Data section >>
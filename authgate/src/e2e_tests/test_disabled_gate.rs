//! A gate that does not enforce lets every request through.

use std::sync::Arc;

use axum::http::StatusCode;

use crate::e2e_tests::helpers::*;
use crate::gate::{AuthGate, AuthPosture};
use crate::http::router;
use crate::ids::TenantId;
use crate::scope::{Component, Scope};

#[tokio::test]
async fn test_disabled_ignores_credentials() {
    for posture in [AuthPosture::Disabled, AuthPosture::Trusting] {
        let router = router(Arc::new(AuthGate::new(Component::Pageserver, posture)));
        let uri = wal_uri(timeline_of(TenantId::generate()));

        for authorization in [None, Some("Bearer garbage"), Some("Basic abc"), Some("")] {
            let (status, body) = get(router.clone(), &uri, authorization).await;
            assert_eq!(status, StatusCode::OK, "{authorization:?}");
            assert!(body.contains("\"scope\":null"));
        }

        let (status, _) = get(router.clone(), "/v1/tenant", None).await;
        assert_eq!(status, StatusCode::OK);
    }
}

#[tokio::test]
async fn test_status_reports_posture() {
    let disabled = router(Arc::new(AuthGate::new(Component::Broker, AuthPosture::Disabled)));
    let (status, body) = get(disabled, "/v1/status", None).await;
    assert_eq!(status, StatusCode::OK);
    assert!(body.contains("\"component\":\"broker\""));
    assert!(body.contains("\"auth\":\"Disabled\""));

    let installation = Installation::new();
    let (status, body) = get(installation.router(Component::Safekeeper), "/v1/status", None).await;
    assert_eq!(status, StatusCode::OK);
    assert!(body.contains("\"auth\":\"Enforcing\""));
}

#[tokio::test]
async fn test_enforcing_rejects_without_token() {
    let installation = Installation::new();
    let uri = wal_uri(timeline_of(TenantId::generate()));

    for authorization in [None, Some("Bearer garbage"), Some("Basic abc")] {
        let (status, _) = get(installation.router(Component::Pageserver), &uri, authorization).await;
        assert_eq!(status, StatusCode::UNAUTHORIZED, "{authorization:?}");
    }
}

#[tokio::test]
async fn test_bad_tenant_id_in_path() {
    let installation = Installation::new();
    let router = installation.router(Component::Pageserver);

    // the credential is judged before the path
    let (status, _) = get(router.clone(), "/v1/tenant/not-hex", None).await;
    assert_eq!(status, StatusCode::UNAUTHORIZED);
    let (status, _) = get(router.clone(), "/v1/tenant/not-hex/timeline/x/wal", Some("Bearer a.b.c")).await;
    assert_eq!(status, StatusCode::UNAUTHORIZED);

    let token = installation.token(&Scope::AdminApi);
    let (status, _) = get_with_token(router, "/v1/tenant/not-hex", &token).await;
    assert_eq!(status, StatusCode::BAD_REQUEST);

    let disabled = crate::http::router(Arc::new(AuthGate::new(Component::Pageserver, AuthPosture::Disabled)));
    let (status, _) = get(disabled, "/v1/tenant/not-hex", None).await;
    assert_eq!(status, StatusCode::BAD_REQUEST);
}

Exercise prompt >> Out of the records above, pick each line that contains the string "router".

Result for this task >>
use crate::http::router;
        let router = router(Arc::new(AuthGate::new(Component::Pageserver, posture)));
            let (status, body) = get(router.clone(), &uri, authorization).await;
        let (status, _) = get(router.clone(), "/v1/tenant", None).await;
    let disabled = router(Arc::new(AuthGate::new(Component::Broker, AuthPosture::Disabled)));
    let (status, body) = get(installation.router(Component::Safekeeper), "/v1/status", None).await;
        let (status, _) = get(installation.router(Component::Pageserver), &uri, authorization).await;
    let router = installation.router(Component::Pageserver);
    let (status, _) = get(router.clone(), "/v1/tenant/not-hex", None).await;
    let (status, _) = get(router.clone(), "/v1/tenant/not-hex/timeline/x/wal", Some("Bearer a.b.c")).await;
    let (status, _) = get_with_token(router, "/v1/tenant/not-hex", &token).await;
    let disabled = crate::http::router(Arc::new(AuthGate::new(Component::Pageserver, AuthPosture::Disabled)));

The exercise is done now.